What you will do
Scan the entries for lines with the word "SessionCodec" and copy those lines.

The records
//! Account storage and password verification in PostgreSQL

use anyhow::{Context, Result};
use argon2::{Argon2, PasswordHash, PasswordHasher, PasswordVerifier, password_hash::SaltString};
use async_trait::async_trait;
use sqlx::PgPool;
use tracing::info;
use uuid::Uuid;

use crate::{
    identity::{IdentityError, IdentityProvider},
    models::{Credentials, Identity, NewAccount, User},
};

/// Identity provider backed by the `users` table
#[derive(Clone)]
pub struct PgIdentityProvider {
    pool: PgPool,
}

impl PgIdentityProvider {
    pub fn new(pool: PgPool) -> Self {
        Self { pool }
    }

    async fn find_by_email(&self, email: &str) -> Result<Option<User>> {
        let user = sqlx::query_as::<_, User>(
            r#"
            SELECT id, email, password_hash, created_at, updated_at
            FROM users
            WHERE email = $1
            "#,
        )
        .bind(email)
        .fetch_optional(&self.pool)
        .await?;

        Ok(user)
    }
}

fn hash_password(password: &str) -> Result<String> {
    let salt = SaltString::generate(&mut rand::thread_rng());
    let hash = Argon2::default()
        .hash_password(password.as_bytes(), &salt)
        .map_err(|e| anyhow::anyhow!("Failed to hash password: {}", e))?
        .to_string();

    Ok(hash)
}

fn verify_password(user: &User, password: &str) -> Result<bool> {
    let parsed_hash = PasswordHash::new(&user.password_hash)
        .map_err(|e| anyhow::anyhow!("Failed to parse password hash: {}", e))?;

    Ok(Argon2::default()
        .verify_password(password.as_bytes(), &parsed_hash)
        .is_ok())
}

fn normalize_email(email: &str) -> String {
    email.trim().to_lowercase()
}

#[async_trait]
impl IdentityProvider for PgIdentityProvider {
    async fn sign_up(&self, account: &NewAccount) -> Result<Identity, IdentityError> {
        let email = normalize_email(&account.email);
        let id = account
            .guest_subject_id
            .as_deref()
            .and_then(|id| Uuid::parse_str(id).ok())
            .unwrap_or_else(Uuid::new_v4);
        let password_hash = hash_password(&account.password)?;

        let result = sqlx::query_as::<_, User>(
            r#"
            INSERT INTO users (id, email, password_hash)
            VALUES ($1, $2, $3)
            RETURNING id, email, password_hash, created_at, updated_at
            "#,
        )
        .bind(id)
        .bind(&email)
        .bind(&password_hash)
        .fetch_one(&self.pool)
        .await;

        match result {
            Ok(user) => {
                info!("Created account {}", user.id);
                Ok(user.into())
            }
            Err(sqlx::Error::Database(e)) if e.is_unique_violation() => {
                Err(IdentityError::AlreadyExists)
            }
            Err(e) => Err(anyhow::Error::new(e)
                .context("Failed to insert user")
                .into()),
        }
    }

    async fn sign_in(&self, credentials: &Credentials) -> Result<Option<Identity>, IdentityError> {
        let email = normalize_email(&credentials.email);

        let Some(user) = self.find_by_email(&email).await? else {
            return Ok(None);
        };

        if verify_password(&user, &credentials.password)? {
            Ok(Some(user.into()))
        } else {
            Ok(None)
        }
    }

    async fn request_password_reset(&self, email: &str) -> Result<(), IdentityError> {
        let email = normalize_email(email);

        let Some(user) = self.find_by_email(&email).await? else {
            return Ok(());
        };

        // The mailer picks up unprocessed rows and sends the reset link.
        sqlx::query(
            r#"
            INSERT INTO password_reset_requests (id, user_id)
            VALUES ($1, $2)
            "#,
        )
        .bind(Uuid::new_v4())
        .bind(user.id)
        .execute(&self.pool)
        .await
        .context("Failed to queue password reset")?;

        info!("Queued password reset for account {}", user.id);
        Ok(())
    }

    async fn update_password(
        &self,
        subject_id: &str,
        new_password: &str,
    ) -> Result<(), IdentityError> {
        let id = Uuid::parse_str(subject_id).map_err(|_| IdentityError::UnknownSubject)?;
        let password_hash = hash_password(new_password)?;

        let updated = sqlx::query(
            r#"
            UPDATE users
            SET password_hash = $2, updated_at = NOW()
            WHERE id = $1
            "#,
        )
        .bind(id)
        .bind(&password_hash)
        .execute(&self.pool)
        .await
        .context("Failed to update password")?
        .rows_affected();

        if updated == 0 {
            return Err(IdentityError::UnknownSubject);
        }

        info!("Updated password for account {}", id);
        Ok(())
    }
}
//! Request-edge middleware: rate limiting and CSRF
//!
//! Mounted per route group with `route_layer`, rate limiting outermost, so a
//! request is counted before its CSRF token is looked at.

use std::net::SocketAddr;

use axum::{
    body::Body,
    extract::{ConnectInfo, State},
    http::Request,
    middleware::Next,
    response::{IntoResponse, Response},
};

use crate::{
    csrf,
    rate_limiter::{self, RateLimitConfig, RateLimiter},
};

/// Reject callers over the ceiling of the route class in `config`
pub async fn rate_limit_middleware(
    State((limiter, config)): State<(RateLimiter, RateLimitConfig)>,
    req: Request<Body>,
    next: Next,
) -> Response {
    let remote_addr = req
        .extensions()
        .get::<ConnectInfo<SocketAddr>>()
        .map(|ConnectInfo(addr)| *addr);
    let key = rate_limiter::client_key(req.headers(), remote_addr);

    if let Some(rejection) = limiter.check(&key, &config).await {
        return rejection.into_response();
    }

    next.run(req).await
}

/// Reject mutating requests without a matching CSRF cookie and header
pub async fn csrf_middleware(req: Request<Body>, next: Next) -> Response {
    if let Some(rejection) = csrf::guard(&req) {
        return rejection.into_response();
    }

    next.run(req).await
}
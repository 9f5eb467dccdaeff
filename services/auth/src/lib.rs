//! Request-edge security for the word puzzle game
//!
//! Three independent checks sit in front of every state-changing request, in
//! this order:
//!
//! 1. [`rate_limiter`]: fixed-window ceilings per client and route class.
//! 2. [`csrf`]: double-submit token check on mutating methods.
//! 3. [`session`] / [`jwt`]: signed, stateless session credential, where the
//!    handler needs a caller identity.
//!
//! Each check can end the request with its own response; none of them calls
//! another.

pub mod csrf;
pub mod error;
pub mod game;
pub mod identity;
pub mod jwt;
pub mod middleware;
pub mod models;
pub mod rate_limiter;
pub mod repositories;
pub mod routes;
pub mod session;
pub mod settings;
pub mod state;
pub mod validation;

pub use state::AppState;
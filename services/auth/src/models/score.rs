//! Game payloads accepted by the guarded endpoints

use chrono::{DateTime, Utc};
use serde::{Deserialize, Serialize};
use uuid::Uuid;

/// A finished puzzle attempt
#[derive(Debug, Clone, Deserialize)]
#[serde(rename_all = "camelCase")]
pub struct ScoreSubmission {
    pub puzzle_id: Uuid,
    pub attempts: u32,
    pub solved: bool,
    pub duration_ms: u64,
}

/// Acknowledgement for a stored score
#[derive(Debug, Clone, Serialize)]
#[serde(rename_all = "camelCase")]
pub struct ScoreReceipt {
    pub id: Uuid,
    pub recorded_at: DateTime<Utc>,
}

/// Profile changes a player may make
#[derive(Debug, Clone, Deserialize)]
#[serde(rename_all = "camelCase")]
pub struct ProfileUpdate {
    pub display_name: String,
}
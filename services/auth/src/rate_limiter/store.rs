//! Backing stores for rate-limit counters
//!
//! The limiter only needs an atomic "increment within a window" plus a few
//! maintenance operations, so a single-process map and a shared Redis instance
//! can be swapped without touching callers.

use std::collections::HashMap;
use std::sync::Arc;

use anyhow::Result;
use async_trait::async_trait;
use chrono::{DateTime, Duration, Utc};
use common::cache::RedisPool;
use tokio::sync::Mutex;

use super::RateLimitConfig;

/// Counter for one client in one counter space
#[derive(Debug, Clone, Copy, PartialEq, Eq)]
pub struct RateLimitEntry {
    /// Requests seen in the current window
    pub count: u64,
    /// End of the current window
    pub reset_at: DateTime<Utc>,
}

impl RateLimitEntry {
    fn fresh(now: DateTime<Utc>, window_ms: u64) -> Self {
        Self {
            count: 1,
            reset_at: now + Duration::milliseconds(window_ms as i64),
        }
    }
}

#[async_trait]
pub trait RateLimitStore: Send + Sync {
    /// Record one request and return the updated entry.
    ///
    /// If the stored window has elapsed (`now > reset_at`) or nothing is
    /// stored, a new window starts with a count of 1. Must be atomic per key.
    async fn hit(
        &self,
        space: &str,
        client_key: &str,
        now: DateTime<Utc>,
        window_ms: u64,
    ) -> Result<RateLimitEntry>;

    /// Forget a client in every counter space. Returns entries removed.
    async fn remove_client(&self, client_key: &str) -> Result<u64>;

    /// Forget everything. Returns entries removed.
    async fn clear(&self) -> Result<u64>;

    /// Drop entries whose window elapsed before `now`. Returns entries removed.
    async fn sweep(&self, now: DateTime<Utc>) -> Result<u64>;
}

/// Process-local store; correct only when one process owns all traffic
#[derive(Debug, Clone, Default)]
pub struct MemoryStore {
    entries: Arc<Mutex<HashMap<(String, String), RateLimitEntry>>>,
}

impl MemoryStore {
    pub fn new() -> Self {
        Self::default()
    }

    /// Number of tracked entries
    pub async fn len(&self) -> usize {
        self.entries.lock().await.len()
    }

    pub async fn is_empty(&self) -> bool {
        self.entries.lock().await.is_empty()
    }
}

#[async_trait]
impl RateLimitStore for MemoryStore {
    async fn hit(
        &self,
        space: &str,
        client_key: &str,
        now: DateTime<Utc>,
        window_ms: u64,
    ) -> Result<RateLimitEntry> {
        let mut entries = self.entries.lock().await;
        let key = (space.to_string(), client_key.to_string());

        match entries.get_mut(&key) {
            Some(entry) if now <= entry.reset_at => {
                entry.count += 1;
                Ok(*entry)
            }
            _ => {
                let entry = RateLimitEntry::fresh(now, window_ms);
                entries.insert(key, entry);
                Ok(entry)
            }
        }
    }

    async fn remove_client(&self, client_key: &str) -> Result<u64> {
        let mut entries = self.entries.lock().await;
        let before = entries.len();
        entries.retain(|(_, client), _| client != client_key);
        Ok((before - entries.len()) as u64)
    }

    async fn clear(&self) -> Result<u64> {
        let mut entries = self.entries.lock().await;
        let removed = entries.len() as u64;
        entries.clear();
        Ok(removed)
    }

    async fn sweep(&self, now: DateTime<Utc>) -> Result<u64> {
        let mut entries = self.entries.lock().await;
        let before = entries.len();
        entries.retain(|_, entry| now <= entry.reset_at);
        Ok((before - entries.len()) as u64)
    }
}

/// Redis-backed store shared by every instance.
///
/// Keys are `ratelimit:{space}:{client}`. Client keys may themselves contain
/// `:` (IPv6), so per-client removal deletes exact keys in each known space
/// instead of matching a pattern.
#[derive(Clone)]
pub struct RedisStore {
    pool: RedisPool,
    prefix: String,
    spaces: Vec<&'static str>,
}

impl RedisStore {
    pub fn new(pool: RedisPool) -> Self {
        Self {
            pool,
            prefix: "ratelimit".to_string(),
            spaces: RateLimitConfig::PRESETS.iter().map(|c| c.name).collect(),
        }
    }

    fn key(&self, space: &str, client_key: &str) -> String {
        counter_key(&self.prefix, space, client_key)
    }
}

fn counter_key(prefix: &str, space: &str, client_key: &str) -> String {
    format!("{}:{}:{}", prefix, space, client_key)
}

/// Every key `client_key` can own across `spaces`
fn client_keys(prefix: &str, spaces: &[&str], client_key: &str) -> Vec<String> {
    spaces
        .iter()
        .map(|space| counter_key(prefix, space, client_key))
        .collect()
}

#[async_trait]
impl RateLimitStore for RedisStore {
    async fn hit(
        &self,
        space: &str,
        client_key: &str,
        now: DateTime<Utc>,
        window_ms: u64,
    ) -> Result<RateLimitEntry> {
        let (count, ttl_ms) = self
            .pool
            .incr_window(&self.key(space, client_key), window_ms)
            .await?;

        Ok(RateLimitEntry {
            count,
            reset_at: now + Duration::milliseconds(ttl_ms.max(0)),
        })
    }

    async fn remove_client(&self, client_key: &str) -> Result<u64> {
        let keys = client_keys(&self.prefix, &self.spaces, client_key);
        Ok(self.pool.delete_keys(&keys).await?)
    }

    async fn clear(&self) -> Result<u64> {
        let pattern = format!("{}:*", self.prefix);
        Ok(self.pool.delete_matching(&pattern).await?)
    }

    async fn sweep(&self, _now: DateTime<Utc>) -> Result<u64> {
        // Counter keys carry a PX expiry, Redis evicts them itself.
        Ok(0)
    }
}
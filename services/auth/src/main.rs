use std::net::SocketAddr;
use std::sync::Arc;

use anyhow::{Context, Result};
use tokio::net::TcpListener;
use tracing::info;
use tracing_subscriber::EnvFilter;

use auth::{
    AppState,
    rate_limiter::{self, RateLimiter, RedisStore},
    repositories::{PgGameStore, PgIdentityProvider},
    routes,
    settings::{RateLimitBackend, Settings},
};
use common::{
    cache::{RedisConfig, RedisPool},
    database::{DatabaseConfig, health_check, init_pool},
};

#[tokio::main]
async fn main() -> Result<()> {
    // Initialize logging
    tracing_subscriber::fmt()
        .with_env_filter(
            EnvFilter::try_from_default_env().unwrap_or_else(|_| EnvFilter::new("info")),
        )
        .init();

    info!("Starting authentication service");

    // A missing or weak signing secret must stop us before anything else
    let settings = Settings::load().context("Invalid service configuration")?;

    // Initialize database connection pool
    let db_config = DatabaseConfig::from_env()?;
    let pool = init_pool(&db_config).await?;

    if health_check(&pool).await? {
        info!("Database connection successful");
    } else {
        anyhow::bail!("Failed to connect to database");
    }

    let rate_limiter = match settings.rate_limit_backend {
        RateLimitBackend::Memory => {
            info!("Using in-memory rate limit store");
            RateLimiter::in_memory()
        }
        RateLimitBackend::Redis => {
            let redis_config = RedisConfig::from_env()?;
            let redis_pool = RedisPool::new(&redis_config).await?;
            if !redis_pool.health_check().await? {
                anyhow::bail!("Failed to connect to Redis");
            }
            info!("Using Redis rate limit store");
            RateLimiter::new(RedisStore::new(redis_pool))
        }
    };

    let _sweeper = rate_limiter::start_sweeper(rate_limiter.clone(), &settings.sweep_schedule)
        .await
        .context("Failed to start rate limit sweeper")?;

    let app_state = AppState::new(
        &settings,
        rate_limiter,
        Arc::new(PgIdentityProvider::new(pool.clone())),
        Arc::new(PgGameStore::new(pool)),
    );

    info!("Authentication service initialized successfully");

    // Start the web server
    let app = routes::create_router(app_state);

    let listener = TcpListener::bind(&settings.bind_address).await?;
    info!("Authentication service listening on {}", settings.bind_address);

    axum::serve(
        listener,
        app.into_make_service_with_connect_info::<SocketAddr>(),
    )
    .await?;

    Ok(())
}
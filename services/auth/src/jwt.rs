//! Signed, self-contained session credentials
//!
//! Credentials are HS256 JWTs signed with the process-wide session secret. The
//! payload carries the absolute expiry, so a cookie replayed after that instant
//! is rejected even if the browser still holds it. There is no server-side
//! session table and no revocation list.

use chrono::{DateTime, Duration, Utc};
use jsonwebtoken::{Algorithm, DecodingKey, EncodingKey, Header, Validation, decode, encode};
use serde::{Deserialize, Serialize};
use tracing::debug;

use crate::{models::SessionData, settings::SessionSecret};

/// Lifetime of a session credential
pub const SESSION_TTL_DAYS: i64 = 30;

/// Signed payload
#[derive(Debug, Serialize, Deserialize)]
pub struct SessionClaims {
    /// Subject identifier
    pub sub: String,
    /// Guest caller with no durable identity
    #[serde(rename = "isEphemeral")]
    pub is_ephemeral: bool,
    #[serde(default, skip_serializing_if = "Option::is_none")]
    pub email: Option<String>,
    /// Issued at, unix seconds
    pub iat: i64,
    /// Expires at, unix seconds. Always `iat` + 30 days.
    pub exp: i64,
}

/// Issues and verifies session credentials
#[derive(Clone)]
pub struct SessionCodec {
    encoding_key: EncodingKey,
    decoding_key: DecodingKey,
    validation: Validation,
}

impl SessionCodec {
    pub fn new(secret: &SessionSecret) -> Self {
        let mut validation = Validation::new(Algorithm::HS256);
        // Expiry is checked by `verify_at` against its own clock.
        validation.validate_exp = false;
        validation.leeway = 0;
        validation.set_required_spec_claims(&["sub", "exp"]);

        Self {
            encoding_key: EncodingKey::from_secret(secret.as_bytes()),
            decoding_key: DecodingKey::from_secret(secret.as_bytes()),
            validation,
        }
    }

    /// Issue a credential for a subject, valid for 30 days from now
    pub fn issue(
        &self,
        subject_id: &str,
        is_ephemeral: bool,
        email: Option<&str>,
    ) -> Result<String, jsonwebtoken::errors::Error> {
        self.issue_at(subject_id, is_ephemeral, email, Utc::now())
    }

    fn issue_at(
        &self,
        subject_id: &str,
        is_ephemeral: bool,
        email: Option<&str>,
        issued_at: DateTime<Utc>,
    ) -> Result<String, jsonwebtoken::errors::Error> {
        let expires_at = issued_at + Duration::days(SESSION_TTL_DAYS);

        let claims = SessionClaims {
            sub: subject_id.to_string(),
            is_ephemeral,
            email: email.map(str::to_string),
            iat: issued_at.timestamp(),
            exp: expires_at.timestamp(),
        };

        encode(&Header::new(Algorithm::HS256), &claims, &self.encoding_key)
    }

    /// Verify a credential.
    ///
    /// Returns `None` for a bad signature, a malformed token and an elapsed
    /// expiry alike; callers cannot tell these apart.
    pub fn verify(&self, credential: &str) -> Option<SessionData> {
        self.verify_at(credential, Utc::now())
    }

    fn verify_at(&self, credential: &str, now: DateTime<Utc>) -> Option<SessionData> {
        let claims = match decode::<SessionClaims>(credential, &self.decoding_key, &self.validation)
        {
            Ok(data) => data.claims,
            Err(e) => {
                debug!("Session credential rejected: {}", e);
                return None;
            }
        };

        if now.timestamp() >= claims.exp {
            debug!("Session credential rejected: expired");
            return None;
        }

        Some(SessionData {
            subject_id: claims.sub,
            is_ephemeral: claims.is_ephemeral,
            email: claims.email,
            issued_at: DateTime::from_timestamp(claims.iat, 0)?,
            expires_at: DateTime::from_timestamp(claims.exp, 0)?,
        })
    }
}
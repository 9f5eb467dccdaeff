//! Application state shared across handlers

use std::sync::Arc;

use crate::{
    csrf::TokenGuard,
    game::GameStore,
    identity::IdentityProvider,
    jwt::SessionCodec,
    rate_limiter::RateLimiter,
    settings::Settings,
};

/// Application state shared across handlers
#[derive(Clone)]
pub struct AppState {
    pub session_codec: SessionCodec,
    pub token_guard: TokenGuard,
    pub rate_limiter: RateLimiter,
    pub identity: Arc<dyn IdentityProvider>,
    pub game_store: Arc<dyn GameStore>,
    /// Set `Secure` on every cookie
    pub secure_cookies: bool,
}

impl AppState {
    pub fn new(
        settings: &Settings,
        rate_limiter: RateLimiter,
        identity: Arc<dyn IdentityProvider>,
        game_store: Arc<dyn GameStore>,
    ) -> Self {
        let secure_cookies = settings.secure_cookies();

        Self {
            session_codec: SessionCodec::new(&settings.session_secret),
            token_guard: TokenGuard::new(secure_cookies),
            rate_limiter,
            identity,
            game_store,
            secure_cookies,
        }
    }
}
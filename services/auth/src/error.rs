//! HTTP-facing error type for the service

use axum::{
    Json,
    http::StatusCode,
    response::{IntoResponse, Response},
};
use serde_json::json;
use thiserror::Error;

/// Errors returned by handlers and extractors
#[derive(Error, Debug)]
pub enum ApiError {
    /// No valid session. Tampered, expired and absent credentials all end up here.
    #[error("Unauthorized")]
    Unauthorized,

    /// Wrong email or password
    #[error("Invalid credentials")]
    InvalidCredentials,

    /// Bad request with message
    #[error("Bad request: {0}")]
    BadRequest(String),

    /// The resource already exists
    #[error("Conflict: {0}")]
    Conflict(String),

    /// Internal server error
    #[error("Internal server error")]
    InternalServerError,
}

impl IntoResponse for ApiError {
    fn into_response(self) -> Response {
        let (status, error, message) = match self {
            ApiError::Unauthorized => (
                StatusCode::UNAUTHORIZED,
                "Unauthorized",
                Some("Please sign in to continue".to_string()),
            ),
            ApiError::InvalidCredentials => (
                StatusCode::UNAUTHORIZED,
                "Invalid credentials",
                Some("Invalid email or password".to_string()),
            ),
            ApiError::BadRequest(msg) => (StatusCode::BAD_REQUEST, "Bad request", Some(msg)),
            ApiError::Conflict(msg) => (StatusCode::CONFLICT, "Conflict", Some(msg)),
            ApiError::InternalServerError => (
                StatusCode::INTERNAL_SERVER_ERROR,
                "Internal server error",
                None,
            ),
        };

        let body = match message {
            Some(message) => json!({ "error": error, "message": message }),
            None => json!({ "error": error }),
        };

        (status, Json(body)).into_response()
    }
}

/// Type alias for API results
pub type ApiResult<T> = Result<T, ApiError>;
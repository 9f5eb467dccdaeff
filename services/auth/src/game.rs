//! Contract with the game data store

use anyhow::Result;
use async_trait::async_trait;

use crate::models::{ProfileUpdate, ScoreReceipt, ScoreSubmission};

#[async_trait]
pub trait GameStore: Send + Sync {
    async fn submit_score(&self, subject_id: &str, score: &ScoreSubmission) -> Result<ScoreReceipt>;

    async fn update_profile(&self, subject_id: &str, profile: &ProfileUpdate) -> Result<()>;
}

Result below
pub struct SessionCodec {
impl SessionCodec {
    jwt::SessionCodec,
    pub session_codec: SessionCodec,
            session_codec: SessionCodec::new(&settings.session_secret),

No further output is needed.